Toward Scalable Access to Neurodevelopmental Screening: Insights, Implementation, and Challenges
Andreas Bauer, William Bosl, Oliver Aalami, Paul Schmiedmayer
TL;DR
This work tackles the limited scalability of early neurodevelopmental screening by proposing NeuroNest, a mobile and cloud-based platform that fuses low-cost EEG data collection with standardized behavioral screening. The authors detail a three-subsystem architecture—wearables, a point-of-care app, and a cloud platform—supporting devices like Muse 2 and BIOPOT 3, live data streaming, HL7/FHIR integration, and open-source deployment. They demonstrate feasibility in wearable integration, app functionality, and cloud-based analyses while highlighting challenges in EEG data standardization, device interoperability, and bridging behavioral and physiological assessments.
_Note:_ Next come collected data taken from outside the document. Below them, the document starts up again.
//! Messaging session: the state machine behind a thread view
//!
//! Glues the poll loop, conversation store, scroll anchor and composer into
//! the behavior a platform adapter renders. The adapter owns the actual
//! timer and viewport; it calls [`MessagingSession::tick`] when the loop is
//! due, forwards scroll events, and executes the [`SessionEvent`]s that come
//! back.
//!
//! The split-phase `apply_*` methods exist for hosts whose fetches complete
//! asynchronously: begin a cycle, issue the calls, and apply each result as
//! it lands. Results from a cycle that no longer matches the loop's state
//! (peer switched, loop stopped, newer generation) are discarded, which is
//! what keeps a slow response for an old peer from corrupting the current
//! thread.

use log::{debug, info, warn};
use std::sync::Arc;
use std::time::Instant;

use crate::api::{ApiError, ConversationFetcher};
use crate::auth::CredentialStore;
use crate::compose::{Composer, SendOutcome};
use crate::models::{Conversation, Message, UserId};
use crate::poll::{CycleTag, PollLoop};
use crate::scroll::{ScrollAnchor, ScrollCommand, Viewport};
use crate::store::ConversationStore;

/// Thread-view state machine
#[derive(Debug, Clone, Copy, PartialEq, Eq)]
pub enum ViewState {
    /// Conversation list only; no thread is open
    NoPeerSelected,
    /// Peer selected, first snapshot not yet applied
    Loading(UserId),
    /// Thread on screen
    Ready(UserId),
}

/// What the adapter must react to after a tick, scroll or send
#[derive(Debug, Clone, PartialEq)]
pub enum SessionEvent {
    /// The held thread changed; re-render and apply the scroll command
    ThreadChanged(ScrollCommand),
    /// The conversation list changed; re-render the sidebar
    ConversationsChanged,
    /// A send was confirmed by the server
    MessageSent(Message),
    /// A send failed; surface this to the user, the draft is kept
    SendFailed(String),
    /// Credentials are gone or rejected; navigate to the login flow
    AuthRequired,
}

/// One user's messaging screen: active thread plus conversation list
pub struct MessagingSession {
    fetcher: Arc<dyn ConversationFetcher>,
    credentials: Arc<dyn CredentialStore>,
    store: ConversationStore,
    poll: PollLoop,
    anchor: ScrollAnchor,
    composer: Composer,
    view: ViewState,
}

impl MessagingSession {
    pub fn new(
        fetcher: Arc<dyn ConversationFetcher>,
        credentials: Arc<dyn CredentialStore>,
    ) -> Self {
        Self::with_poll(fetcher, credentials, PollLoop::new())
    }

    /// Create a session with a custom poll schedule (shorter intervals in
    /// tests, mostly)
    pub fn with_poll(
        fetcher: Arc<dyn ConversationFetcher>,
        credentials: Arc<dyn CredentialStore>,
        poll: PollLoop,
    ) -> Self {
        Self {
            fetcher,
            credentials,
            store: ConversationStore::new(),
            poll,
            anchor: ScrollAnchor::new(),
            composer: Composer::new(),
            view: ViewState::NoPeerSelected,
        }
    }

    pub fn view(&self) -> ViewState {
        self.view
    }

    pub fn store(&self) -> &ConversationStore {
        &self.store
    }

    pub fn poll(&self) -> &PollLoop {
        &self.poll
    }

    /// Peer of the open thread, if any
    pub fn selected_peer(&self) -> Option<UserId> {
        match self.view {
            ViewState::NoPeerSelected => None,
            ViewState::Loading(peer) | ViewState::Ready(peer) => Some(peer),
        }
    }

    /// Index of the selected peer in the held conversation list.
    ///
    /// Derived on demand from the merged list rather than stored in it, so
    /// selection can never diverge from list contents across merges.
    pub fn selected_index(&self) -> Option<usize> {
        let selected = self.selected_peer()?;
        self.store
            .conversations()
            .iter()
            .position(|c| c.peer.id == selected)
    }

    /// Open the screen, optionally straight onto a peer's thread.
    ///
    /// Refuses to start polling without a stored token; the adapter should
    /// navigate to login instead.
    pub fn open(&mut self, peer: Option<UserId>, now: Instant) -> Vec<SessionEvent> {
        self.select_peer(peer, now)
    }

    /// Switch to a different peer (or to no peer): drop the held thread and
    /// restart the poll loop addressed to the new peer. Any cycle still in
    /// flight for the previous peer is invalidated.
    pub fn select_peer(&mut self, peer: Option<UserId>, now: Instant) -> Vec<SessionEvent> {
        if self.credentials.get().is_none() {
            self.poll.stop();
            return vec![SessionEvent::AuthRequired];
        }

        self.store.clear_thread();
        self.view = match peer {
            Some(peer) => ViewState::Loading(peer),
            None => ViewState::NoPeerSelected,
        };
        self.poll.start(peer, now);
        Vec::new()
    }

    /// Tear the screen down: stop polling, drop the thread. Terminal.
    pub fn close(&mut self) {
        self.poll.stop();
        self.store.clear_thread();
        self.view = ViewState::NoPeerSelected;
    }

    /// Run one poll cycle if due: fetch the conversation list always, the
    /// thread only while a peer is selected, and merge both.
    pub fn tick(&mut self, now: Instant) -> Vec<SessionEvent> {
        let Some(tag) = self.poll.begin_cycle(now) else {
            return Vec::new();
        };

        let conversations = self.fetcher.fetch_conversations();
        let mut events = self.apply_conversations(tag, conversations);

        // An auth failure above already stopped the loop; don't bother the
        // server with the second call.
        if let Some(peer) = tag.peer
            && self.poll.is_running()
        {
            let thread = self.fetcher.fetch_thread(peer);
            events.extend(self.apply_thread(tag, thread, now));
        }

        events
    }

    /// Apply a completed conversation-list fetch stamped with `tag`
    pub fn apply_conversations(
        &mut self,
        tag: CycleTag,
        result: Result<Vec<Conversation>, ApiError>,
    ) -> Vec<SessionEvent> {
        if !self.poll.accepts(&tag) {
            debug!("Discarding stale conversation snapshot (generation {})", tag.generation);
            return Vec::new();
        }

        match result {
            Ok(snapshot) => {
                if self.store.merge_conversations(snapshot) {
                    vec![SessionEvent::ConversationsChanged]
                } else {
                    Vec::new()
                }
            }
            Err(e) if e.is_auth_failure() => self.fail_auth(&e),
            Err(e) => {
                // Transient: the next cycle self-heals the view
                warn!("Conversation poll failed: {}", e);
                Vec::new()
            }
        }
    }

    /// Apply a completed thread fetch stamped with `tag`
    pub fn apply_thread(
        &mut self,
        tag: CycleTag,
        result: Result<Vec<Message>, ApiError>,
        now: Instant,
    ) -> Vec<SessionEvent> {
        if !self.poll.accepts(&tag) {
            debug!(
                "Discarding stale thread snapshot for peer {:?} (generation {})",
                tag.peer, tag.generation
            );
            return Vec::new();
        }
        let Some(peer) = tag.peer else {
            return Vec::new();
        };

        match result {
            Ok(snapshot) => {
                let changed = self.store.merge_thread(snapshot);
                match self.view {
                    ViewState::Loading(selected) if selected == peer => {
                        self.view = ViewState::Ready(peer);
                        if self.store.thread().is_empty() {
                            // Fresh thread with no history yet: nothing to
                            // scroll to
                            Vec::new()
                        } else {
                            vec![SessionEvent::ThreadChanged(self.anchor.on_thread_opened())]
                        }
                    }
                    ViewState::Ready(selected) if selected == peer && changed => {
                        vec![SessionEvent::ThreadChanged(self.anchor.on_content_changed(now))]
                    }
                    _ => Vec::new(),
                }
            }
            Err(e) if e.is_auth_failure() => self.fail_auth(&e),
            Err(e) => {
                warn!("Thread poll for peer {} failed: {}", peer, e);
                Vec::new()
            }
        }
    }

    /// Forward a user scroll event from the adapter
    pub fn on_scroll(&mut self, viewport: Viewport, now: Instant) {
        self.anchor.on_scroll(viewport, now);
    }

    pub fn draft(&self) -> &str {
        self.composer.draft()
    }

    pub fn set_draft(&mut self, draft: impl Into<String>) {
        self.composer.set_draft(draft);
    }

    /// Send the current draft to the selected peer
    pub fn send(&mut self, now: Instant) -> Vec<SessionEvent> {
        let peer = self.selected_peer();
        let fetcher = Arc::clone(&self.fetcher);
        match self.composer.send(fetcher.as_ref(), &mut self.store, peer) {
            SendOutcome::Rejected => Vec::new(),
            SendOutcome::Sent(message) => {
                vec![
                    SessionEvent::MessageSent(message),
                    SessionEvent::ThreadChanged(self.anchor.on_content_changed(now)),
                ]
            }
            SendOutcome::Failed(e) if e.is_auth_failure() => self.fail_auth(&e),
            SendOutcome::Failed(e) => vec![SessionEvent::SendFailed(e.to_string())],
        }
    }

    /// Auth rejection from any call: stop polling, drop the token, tell the
    /// adapter to navigate to login. Never retried.
    fn fail_auth(&mut self, cause: &ApiError) -> Vec<SessionEvent> {
        info!("Authentication failure ({}), stopping poll loop", cause);
        self.poll.stop();
        if let Err(e) = self.credentials.clear() {
            warn!("Failed to clear stored credentials: {}", e);
        }
        vec![SessionEvent::AuthRequired]
    }
}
The contribution lies in enabling large-scale data collection and machine-learning-based screening through an extensible, open-source ecosystem, with potential for broad impact in low-resource and diverse-cultural settings.
Abstract
Children with neurodevelopmental disorders require timely intervention to improve long-term outcomes, yet early screening remains inaccessible in many regions. A scalable solution integrating standardized assessments with physiological data collection, such as electroencephalogram (EEG) recordings, could enable early detection in routine settings by non-specialists. To address this, we introduce NeuroNest, a mobile and cloud-based platform for large-scale EEG data collection, neurodevelopmental screening, and research. We provide a comprehensive review of existing behavioral and biomarker-based approaches, consumer-grade EEG devices, and emerging machine learning techniques. NeuroNest integrates low-cost EEG devices with digital screening tools, establishing a scalable, open-source infrastructure for non-invasive data collection, automated analysis, and interoperability across diverse hardware. Beyond the system architecture and reference implementation, we highlight key challenges in EEG data standardization, device interoperability, and bridging behavioral and physiological assessments. Our findings emphasize the need for future research on standardized data exchange, algorithm validation, and ecosystem development to expand screening accessibility. By providing an extensible, open-source system, NeuroNest advances machine learning-based early detection while fostering collaboration in screening technologies, clinical applications, and public health.